[Stored entries]
—————

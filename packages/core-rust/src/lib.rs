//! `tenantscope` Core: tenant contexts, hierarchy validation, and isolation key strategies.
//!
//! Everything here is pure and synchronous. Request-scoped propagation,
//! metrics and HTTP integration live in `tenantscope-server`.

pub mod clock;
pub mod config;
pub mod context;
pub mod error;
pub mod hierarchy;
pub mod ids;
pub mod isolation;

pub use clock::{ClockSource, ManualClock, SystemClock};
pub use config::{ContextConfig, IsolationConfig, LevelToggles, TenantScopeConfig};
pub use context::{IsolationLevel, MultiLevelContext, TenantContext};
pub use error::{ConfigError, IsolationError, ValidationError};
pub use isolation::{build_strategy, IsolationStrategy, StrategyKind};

—————

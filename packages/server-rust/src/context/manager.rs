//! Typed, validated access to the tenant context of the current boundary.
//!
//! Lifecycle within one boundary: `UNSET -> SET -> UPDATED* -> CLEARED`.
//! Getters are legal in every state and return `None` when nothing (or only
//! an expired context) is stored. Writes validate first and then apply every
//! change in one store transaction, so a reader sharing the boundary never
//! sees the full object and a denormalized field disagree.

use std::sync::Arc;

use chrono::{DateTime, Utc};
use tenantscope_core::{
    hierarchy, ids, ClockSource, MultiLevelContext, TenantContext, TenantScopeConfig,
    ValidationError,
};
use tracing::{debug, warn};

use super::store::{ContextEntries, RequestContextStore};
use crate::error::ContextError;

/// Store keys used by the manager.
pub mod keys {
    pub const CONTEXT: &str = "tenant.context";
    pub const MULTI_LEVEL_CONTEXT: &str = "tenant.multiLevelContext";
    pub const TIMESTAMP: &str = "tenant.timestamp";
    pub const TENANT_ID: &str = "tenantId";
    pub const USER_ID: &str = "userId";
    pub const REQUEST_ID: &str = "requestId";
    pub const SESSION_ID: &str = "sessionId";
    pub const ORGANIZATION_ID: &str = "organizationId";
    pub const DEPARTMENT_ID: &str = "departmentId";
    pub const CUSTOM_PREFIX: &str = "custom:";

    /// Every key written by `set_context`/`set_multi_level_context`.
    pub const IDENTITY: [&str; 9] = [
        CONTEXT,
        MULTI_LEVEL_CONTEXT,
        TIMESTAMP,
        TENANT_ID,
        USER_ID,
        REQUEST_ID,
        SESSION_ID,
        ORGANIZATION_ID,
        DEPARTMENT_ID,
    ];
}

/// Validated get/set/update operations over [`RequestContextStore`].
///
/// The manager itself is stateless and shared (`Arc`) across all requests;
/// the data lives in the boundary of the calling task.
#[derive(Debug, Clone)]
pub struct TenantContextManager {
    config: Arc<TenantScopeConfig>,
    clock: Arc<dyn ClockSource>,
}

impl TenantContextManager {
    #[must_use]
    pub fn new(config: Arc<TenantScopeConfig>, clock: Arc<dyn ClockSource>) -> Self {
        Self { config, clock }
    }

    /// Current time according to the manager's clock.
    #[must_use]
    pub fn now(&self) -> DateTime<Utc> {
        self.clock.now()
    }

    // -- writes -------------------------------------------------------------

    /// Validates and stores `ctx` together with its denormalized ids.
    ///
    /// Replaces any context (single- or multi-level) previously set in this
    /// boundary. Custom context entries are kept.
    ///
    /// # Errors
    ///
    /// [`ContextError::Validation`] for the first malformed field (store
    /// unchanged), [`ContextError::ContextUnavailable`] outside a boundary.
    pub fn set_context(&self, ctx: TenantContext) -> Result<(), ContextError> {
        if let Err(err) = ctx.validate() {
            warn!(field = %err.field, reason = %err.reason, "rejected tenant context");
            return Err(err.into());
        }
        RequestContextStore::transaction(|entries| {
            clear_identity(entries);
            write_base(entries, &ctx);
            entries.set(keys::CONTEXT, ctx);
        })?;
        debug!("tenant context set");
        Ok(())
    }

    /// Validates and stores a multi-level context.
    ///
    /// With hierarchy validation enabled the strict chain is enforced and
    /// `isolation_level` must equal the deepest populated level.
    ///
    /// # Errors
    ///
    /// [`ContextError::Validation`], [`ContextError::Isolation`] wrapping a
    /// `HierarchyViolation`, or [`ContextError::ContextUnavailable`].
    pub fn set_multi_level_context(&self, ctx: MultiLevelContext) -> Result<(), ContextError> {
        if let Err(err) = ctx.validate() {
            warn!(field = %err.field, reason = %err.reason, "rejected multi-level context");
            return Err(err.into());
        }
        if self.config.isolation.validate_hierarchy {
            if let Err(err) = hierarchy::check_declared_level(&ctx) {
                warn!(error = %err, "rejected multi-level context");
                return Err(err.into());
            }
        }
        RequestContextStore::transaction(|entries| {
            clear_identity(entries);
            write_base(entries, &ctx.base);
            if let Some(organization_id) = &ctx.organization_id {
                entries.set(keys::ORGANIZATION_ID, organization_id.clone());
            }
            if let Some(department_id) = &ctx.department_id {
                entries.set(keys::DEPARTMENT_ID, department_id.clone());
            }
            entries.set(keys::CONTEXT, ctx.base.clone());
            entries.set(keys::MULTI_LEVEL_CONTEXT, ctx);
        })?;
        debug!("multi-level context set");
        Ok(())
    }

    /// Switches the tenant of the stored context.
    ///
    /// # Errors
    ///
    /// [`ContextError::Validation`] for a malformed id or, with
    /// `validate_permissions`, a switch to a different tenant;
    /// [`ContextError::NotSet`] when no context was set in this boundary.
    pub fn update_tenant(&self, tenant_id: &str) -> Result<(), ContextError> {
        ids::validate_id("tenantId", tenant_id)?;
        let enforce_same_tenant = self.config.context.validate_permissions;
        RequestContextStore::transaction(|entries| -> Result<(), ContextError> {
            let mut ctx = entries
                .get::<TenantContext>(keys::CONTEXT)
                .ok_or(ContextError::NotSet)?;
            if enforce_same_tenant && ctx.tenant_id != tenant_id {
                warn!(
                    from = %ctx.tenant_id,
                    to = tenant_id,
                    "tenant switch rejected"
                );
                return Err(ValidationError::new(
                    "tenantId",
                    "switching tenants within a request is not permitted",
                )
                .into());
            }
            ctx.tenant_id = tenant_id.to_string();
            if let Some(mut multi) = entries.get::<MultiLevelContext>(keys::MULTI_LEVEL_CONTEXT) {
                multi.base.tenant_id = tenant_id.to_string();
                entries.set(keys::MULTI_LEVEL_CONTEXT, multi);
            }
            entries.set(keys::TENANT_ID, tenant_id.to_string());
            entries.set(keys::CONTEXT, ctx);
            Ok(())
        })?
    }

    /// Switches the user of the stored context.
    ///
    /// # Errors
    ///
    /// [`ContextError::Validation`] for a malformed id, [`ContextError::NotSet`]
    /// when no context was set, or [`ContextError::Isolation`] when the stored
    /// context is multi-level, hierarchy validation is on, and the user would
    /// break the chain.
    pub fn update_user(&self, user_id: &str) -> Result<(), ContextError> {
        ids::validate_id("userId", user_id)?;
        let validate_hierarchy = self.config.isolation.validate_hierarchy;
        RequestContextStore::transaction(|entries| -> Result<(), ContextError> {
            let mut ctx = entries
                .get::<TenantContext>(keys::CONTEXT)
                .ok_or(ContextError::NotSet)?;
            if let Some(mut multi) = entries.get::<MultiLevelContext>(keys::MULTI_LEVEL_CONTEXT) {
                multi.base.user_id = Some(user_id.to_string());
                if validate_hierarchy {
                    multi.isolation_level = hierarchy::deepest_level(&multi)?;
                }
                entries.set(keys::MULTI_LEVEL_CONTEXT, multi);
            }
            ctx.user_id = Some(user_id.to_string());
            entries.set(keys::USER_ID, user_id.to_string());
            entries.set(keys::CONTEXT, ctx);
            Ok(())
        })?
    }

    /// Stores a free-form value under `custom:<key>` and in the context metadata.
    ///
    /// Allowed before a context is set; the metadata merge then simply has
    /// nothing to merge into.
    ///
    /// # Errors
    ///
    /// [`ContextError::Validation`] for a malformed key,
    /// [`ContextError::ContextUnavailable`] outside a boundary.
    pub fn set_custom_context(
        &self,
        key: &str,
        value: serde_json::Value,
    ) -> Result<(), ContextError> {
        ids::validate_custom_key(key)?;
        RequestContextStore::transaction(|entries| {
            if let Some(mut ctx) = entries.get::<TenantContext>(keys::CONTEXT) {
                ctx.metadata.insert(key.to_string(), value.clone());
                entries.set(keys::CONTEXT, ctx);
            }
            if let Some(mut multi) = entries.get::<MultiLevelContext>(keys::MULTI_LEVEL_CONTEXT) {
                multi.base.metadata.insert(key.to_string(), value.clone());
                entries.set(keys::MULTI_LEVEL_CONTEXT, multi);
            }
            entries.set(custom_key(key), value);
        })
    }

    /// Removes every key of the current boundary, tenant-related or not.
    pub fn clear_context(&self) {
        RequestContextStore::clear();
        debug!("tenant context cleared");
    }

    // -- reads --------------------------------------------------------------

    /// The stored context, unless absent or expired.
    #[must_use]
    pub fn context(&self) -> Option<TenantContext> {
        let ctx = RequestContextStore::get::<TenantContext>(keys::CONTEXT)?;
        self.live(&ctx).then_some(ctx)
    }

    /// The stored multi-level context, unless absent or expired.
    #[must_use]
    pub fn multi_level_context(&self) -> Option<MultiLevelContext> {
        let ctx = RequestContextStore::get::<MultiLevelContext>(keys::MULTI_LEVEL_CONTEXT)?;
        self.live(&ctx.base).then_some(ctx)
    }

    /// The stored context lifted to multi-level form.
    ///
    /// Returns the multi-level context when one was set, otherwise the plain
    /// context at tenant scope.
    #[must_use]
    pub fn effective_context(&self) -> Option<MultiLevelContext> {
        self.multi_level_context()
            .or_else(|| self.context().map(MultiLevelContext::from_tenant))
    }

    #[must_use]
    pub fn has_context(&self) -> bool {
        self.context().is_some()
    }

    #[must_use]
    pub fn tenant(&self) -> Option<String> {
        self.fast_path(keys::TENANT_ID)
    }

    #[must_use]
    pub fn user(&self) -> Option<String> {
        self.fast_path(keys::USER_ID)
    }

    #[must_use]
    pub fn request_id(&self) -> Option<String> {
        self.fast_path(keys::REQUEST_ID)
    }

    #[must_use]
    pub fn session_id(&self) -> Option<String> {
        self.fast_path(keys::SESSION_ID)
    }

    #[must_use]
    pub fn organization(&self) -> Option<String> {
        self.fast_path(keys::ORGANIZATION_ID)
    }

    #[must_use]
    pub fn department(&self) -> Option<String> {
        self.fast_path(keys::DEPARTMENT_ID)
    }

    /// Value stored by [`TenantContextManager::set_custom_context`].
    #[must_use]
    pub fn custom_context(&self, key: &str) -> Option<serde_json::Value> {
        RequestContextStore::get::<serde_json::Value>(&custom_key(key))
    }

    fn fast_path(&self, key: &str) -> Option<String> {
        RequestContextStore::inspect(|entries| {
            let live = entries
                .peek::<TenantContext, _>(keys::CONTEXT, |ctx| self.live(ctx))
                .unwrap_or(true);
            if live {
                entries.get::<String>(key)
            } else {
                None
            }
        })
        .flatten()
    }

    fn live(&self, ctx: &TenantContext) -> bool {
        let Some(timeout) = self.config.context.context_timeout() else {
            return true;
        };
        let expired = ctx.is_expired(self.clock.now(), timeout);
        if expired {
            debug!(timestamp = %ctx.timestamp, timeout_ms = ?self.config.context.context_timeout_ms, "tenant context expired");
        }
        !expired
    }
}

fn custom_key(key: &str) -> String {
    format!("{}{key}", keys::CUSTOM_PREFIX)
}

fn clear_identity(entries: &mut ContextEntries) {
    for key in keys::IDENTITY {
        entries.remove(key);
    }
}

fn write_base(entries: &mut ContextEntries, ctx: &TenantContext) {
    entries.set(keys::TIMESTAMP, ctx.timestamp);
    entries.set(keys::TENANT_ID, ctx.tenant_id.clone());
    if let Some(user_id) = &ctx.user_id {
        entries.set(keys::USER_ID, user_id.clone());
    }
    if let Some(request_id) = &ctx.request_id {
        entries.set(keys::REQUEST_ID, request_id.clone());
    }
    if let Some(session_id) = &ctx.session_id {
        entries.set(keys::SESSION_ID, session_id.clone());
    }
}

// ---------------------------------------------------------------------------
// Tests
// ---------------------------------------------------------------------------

—————

Each line in the entries above, starting at the line with "self.fast_path(keys::ORGANIZATION_ID)" and ending at the line with "fn fast_path(&self, key: &str)", is to be printed exactly, and only those lines.

Your solution:
        self.fast_path(keys::ORGANIZATION_ID)
    }

    #[must_use]
    pub fn department(&self) -> Option<String> {
        self.fast_path(keys::DEPARTMENT_ID)
    }

    /// Value stored by [`TenantContextManager::set_custom_context`].
    #[must_use]
    pub fn custom_context(&self, key: &str) -> Option<serde_json::Value> {
        RequestContextStore::get::<serde_json::Value>(&custom_key(key))
    }

    fn fast_path(&self, key: &str) -> Option<String> {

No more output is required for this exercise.